--- DATA SUPPLIED ---
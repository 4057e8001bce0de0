//! Target addresses - `path:name` identifiers from the build tool.

use std::fmt;

use serde::{Deserialize, Serialize};

/// Address prefix of the runtime library placeholder target.
///
/// The build tool reports the language standard library as a target, but
/// it reaches the project through library dependencies instead.
pub const RUNTIME_LIBRARY_PLACEHOLDER: &str = ":scala-library";

/// A unique target address such as `src/java/com/example:lib`.
#[derive(Debug, Clone, PartialEq, Eq, PartialOrd, Ord, Hash, Serialize, Deserialize)]
#[serde(transparent)]
pub struct TargetAddress(String);

impl TargetAddress {
    /// Create an address from its string form.
    pub fn new(address: impl Into<String>) -> Self {
        TargetAddress(address.into())
    }

    /// Get the address as a string slice.
    pub fn as_str(&self) -> &str {
        &self.0
    }

    /// The directory part of the address (everything before the last `:`).
    ///
    /// An address without a `:` is all path.
    pub fn spec_path(&self) -> &str {
        self.0.rsplit_once(':').map(|(path, _)| path).unwrap_or(&self.0)
    }

    /// The name part of the address (everything after the last `:`).
    pub fn name(&self) -> &str {
        self.0.rsplit_once(':').map(|(_, name)| name).unwrap_or("")
    }

    /// Whether this is the runtime library placeholder target.
    pub fn is_runtime_placeholder(&self) -> bool {
        self.0.starts_with(RUNTIME_LIBRARY_PLACEHOLDER)
    }

    /// The module name derived from this address.
    pub fn module_name(&self) -> String {
        canonical_module_name(&self.0)
    }
}

impl fmt::Display for TargetAddress {
    fn fmt(&self, f: &mut fmt::Formatter<'_>) -> fmt::Result {
        f.write_str(&self.0)
    }
}

impl From<&str> for TargetAddress {
    fn from(s: &str) -> Self {
        TargetAddress::new(s)
    }
}

impl From<String> for TargetAddress {
    fn from(s: String) -> Self {
        TargetAddress(s)
    }
}

/// Turn an address or path into a module name.
///
/// `:` separates classpath entries and path separators are not allowed in
/// module names, so all of them become `_`.
pub fn canonical_module_name(raw: &str) -> String {
    raw.chars()
        .map(|c| match c {
            ':' | '/' | '\\' => '_',
            c => c,
        })
        .collect()
}

#[cfg(test)]
mod tests {
    use super::*;

    #[test]
    fn test_spec_path_and_name() {
        let addr = TargetAddress::new("src/java/com/example:lib");
        assert_eq!(addr.spec_path(), "src/java/com/example");
        assert_eq!(addr.name(), "lib");

        let root = TargetAddress::new(":scala-library");
        assert_eq!(root.spec_path(), "");
        assert_eq!(root.name(), "scala-library");

        let bare = TargetAddress::new("3rdparty/jvm");
        assert_eq!(bare.spec_path(), "3rdparty/jvm");
        assert_eq!(bare.name(), "");
    }

    #[test]
    fn test_module_name() {
        assert_eq!(TargetAddress::new("a/b:main").module_name(), "a_b_main");
        assert_eq!(canonical_module_name("a\\b/c"), "a_b_c");
    }

    #[test]
    fn test_runtime_placeholder() {
        assert!(TargetAddress::new(":scala-library").is_runtime_placeholder());
        assert!(TargetAddress::new(":scala-library-2.10").is_runtime_placeholder());
        assert!(!TargetAddress::new("a:scala-library").is_runtime_placeholder());
    }
}
//! `depmap resolve` command

use anyhow::Result;

use crate::cli::{OutputFormat, ResolveArgs};
use depmap::ops::{format_text, to_json};
use depmap::GlobalContext;

pub fn execute(args: ResolveArgs, ctx: &GlobalContext) -> Result<()> {
    let resolution = super::resolve(&args.payload, ctx)?;

    match args.format {
        OutputFormat::Json => println!("{}", to_json(&resolution)?),
        OutputFormat::Text => print!("{}", format_text(&resolution)),
    }

    Ok(())
}
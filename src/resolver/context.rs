//! Per-resolution context.
//!
//! Everything a resolution needs from the outside world is held here: the
//! build root the payload was produced in, whether library artifacts must
//! exist, and how to look up build definition files. Nothing in here is
//! shared between resolutions.

use std::fmt;
use std::path::{Path, PathBuf};

use crate::util::config::DEFAULT_BUILD_FILE_NAME;
use crate::util::fs::{file_names, relative_path};

/// Finds the build definition file for a target directory.
pub trait BuildFileLookup: fmt::Debug {
    /// The build definition file in `dir` (relative to the build root).
    ///
    /// The returned path is relative to the build root as well.
    fn find_build_file(&self, dir: &Path) -> Option<PathBuf>;
}

/// Lookup used when there is no build root to probe.
#[derive(Debug, Clone, Copy, Default)]
pub struct NoBuildFiles;

impl BuildFileLookup for NoBuildFiles {
    fn find_build_file(&self, _dir: &Path) -> Option<PathBuf> {
        None
    }
}

/// Looks for build definition files on disk under a build root.
#[derive(Debug, Clone)]
pub struct FsBuildFiles {
    root: PathBuf,
    names: Vec<String>,
}

impl FsBuildFiles {
    /// Probe for `BUILD` / `BUILD.*` files under `root`.
    pub fn new(root: impl Into<PathBuf>) -> Self {
        FsBuildFiles {
            root: root.into(),
            names: vec![DEFAULT_BUILD_FILE_NAME.to_string()],
        }
    }

    /// Use different build file name stems.
    pub fn with_names(mut self, names: Vec<String>) -> Self {
        self.names = names;
        self
    }
}

impl BuildFileLookup for FsBuildFiles {
    fn find_build_file(&self, dir: &Path) -> Option<PathBuf> {
        file_names(&self.root.join(dir))
            .into_iter()
            .find(|name| is_build_file_name(name, &self.names))
            .map(|name| dir.join(name))
    }
}

/// Whether `name` is one of the build file names or a dotted variant of
/// one (`BUILD`, `BUILD.tools`).
pub fn is_build_file_name(name: &str, stems: &[String]) -> bool {
    stems.iter().any(|stem| {
        name == stem
            || name
                .strip_prefix(stem.as_str())
                .is_some_and(|rest| rest.starts_with('.'))
    })
}

/// State for one resolution.
#[derive(Debug)]
pub struct ResolutionContext {
    /// Build root the payload's paths are relative to
    work_dir: Option<PathBuf>,

    /// Whether library artifacts must be present (false in preview mode)
    generate_artifacts: bool,

    /// Build definition file lookup
    build_files: Box<dyn BuildFileLookup>,
}

impl ResolutionContext {
    /// Create a context for a full (non-preview) resolution.
    pub fn new(work_dir: Option<PathBuf>) -> Self {
        ResolutionContext {
            work_dir,
            generate_artifacts: true,
            build_files: Box::new(NoBuildFiles),
        }
    }

    /// Set preview mode: dependency structure only, artifacts optional.
    pub fn with_preview(mut self, preview: bool) -> Self {
        self.generate_artifacts = !preview;
        self
    }

    /// Set the build file lookup.
    pub fn with_build_files(mut self, lookup: Box<dyn BuildFileLookup>) -> Self {
        self.build_files = lookup;
        self
    }

    /// The build root, if known.
    pub fn work_dir(&self) -> Option<&Path> {
        self.work_dir.as_deref()
    }

    /// Whether missing library artifacts should be reported.
    pub fn requires_artifacts(&self) -> bool {
        self.generate_artifacts
    }

    /// Express a path relative to the build root, when one is known.
    pub fn relativize(&self, path: &Path) -> PathBuf {
        match self.work_dir.as_deref() {
            Some(root) => relative_path(root, path),
            None => path.to_path_buf(),
        }
    }

    /// The build definition file of a target directory.
    pub fn find_build_file(&self, dir: &Path) -> Option<PathBuf> {
        self.build_files.find_build_file(dir)
    }
}

#[cfg(test)]
mod tests {
    use super::*;
    use tempfile::TempDir;

    #[test]
    fn test_build_file_names() {
        let stems = vec!["BUILD".to_string()];
        assert!(is_build_file_name("BUILD", &stems));
        assert!(is_build_file_name("BUILD.tools", &stems));
        assert!(!is_build_file_name("BUILDER", &stems));
        assert!(!is_build_file_name("build", &stems));
    }

    #[test]
    fn test_fs_build_files() {
        let tmp = TempDir::new().unwrap();
        std::fs::create_dir_all(tmp.path().join("a/b")).unwrap();
        std::fs::write(tmp.path().join("a/b/BUILD.jvm"), "").unwrap();
        std::fs::write(tmp.path().join("a/b/Main.java"), "").unwrap();

        let lookup = FsBuildFiles::new(tmp.path());
        assert_eq!(
            lookup.find_build_file(Path::new("a/b")),
            Some(PathBuf::from("a/b/BUILD.jvm"))
        );
        assert_eq!(lookup.find_build_file(Path::new("a")), None);
        assert_eq!(lookup.find_build_file(Path::new("missing")), None);
    }

    #[test]
    fn test_relativize() {
        let ctx = ResolutionContext::new(Some(PathBuf::from("/w/project")));
        assert_eq!(ctx.relativize(Path::new("/w/project/a/src")), PathBuf::from("a/src"));
        assert_eq!(ctx.relativize(Path::new("/w/project")), PathBuf::from("."));
        assert_eq!(ctx.relativize(Path::new("/w/shared/src")), PathBuf::from("../shared/src"));
        assert_eq!(ctx.relativize(Path::new("a/src")), PathBuf::from("a/src"));

        let ctx = ResolutionContext::new(None);
        assert_eq!(ctx.relativize(Path::new("/w/a")), PathBuf::from("/w/a"));
    }

    #[test]
    fn test_preview_mode() {
        assert!(ResolutionContext::new(None).requires_artifacts());
        assert!(!ResolutionContext::new(None).with_preview(true).requires_artifacts());
    }
}
//! depmap CLI - resolve a build tool's target graph into an IDE module graph

use anyhow::Result;
use clap::Parser;
use tracing_subscriber::EnvFilter;

use depmap::util::diagnostic::emit;
use depmap::{GlobalContext, ResolveError};

mod cli;
mod commands;

use cli::{Cli, Commands};

fn main() {
    // Parse CLI
    let cli = Cli::parse();

    // Set up logging; stdout is reserved for the module graph
    let filter = if cli.verbose {
        EnvFilter::new("depmap=debug")
    } else {
        EnvFilter::new("depmap=info")
    };

    tracing_subscriber::fmt()
        .with_env_filter(filter)
        .with_target(false)
        .without_time()
        .with_ansi(!cli.no_color)
        .with_writer(std::io::stderr)
        .init();

    let verbose = cli.verbose;
    let color = !cli.no_color;
    if let Err(e) = run(cli) {
        report_error(e, verbose, color);
        std::process::exit(1);
    }
}

fn run(cli: Cli) -> Result<()> {
    let mut ctx = GlobalContext::new()?;
    ctx.set_verbose(cli.verbose);
    ctx.set_color(!cli.no_color);

    // Execute command
    match cli.command {
        Commands::Resolve(args) => commands::resolve::execute(args, &ctx),
        Commands::Tree(args) => commands::tree::execute(args, &ctx),
        Commands::Explain(args) => commands::explain::execute(args, &ctx),
        Commands::Completions(args) => commands::completions::execute(args),
    }
}

fn report_error(e: anyhow::Error, verbose: bool, color: bool) {
    match e.downcast::<ResolveError>() {
        Ok(err) => {
            emit(&err.to_diagnostic(), color);
            if verbose {
                eprintln!("{:?}", miette::Report::new(err));
            }
        }
        Err(e) => eprintln!("error: {:#}", e),
    }
}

--- WORK TASK ---
List, from the entries above, every line in which the word "tools" shows up.

--- RESULT FOR THIS EXERCISE ---
/// one (`BUILD`, `BUILD.tools`).
        assert!(is_build_file_name("BUILD.tools", &stems));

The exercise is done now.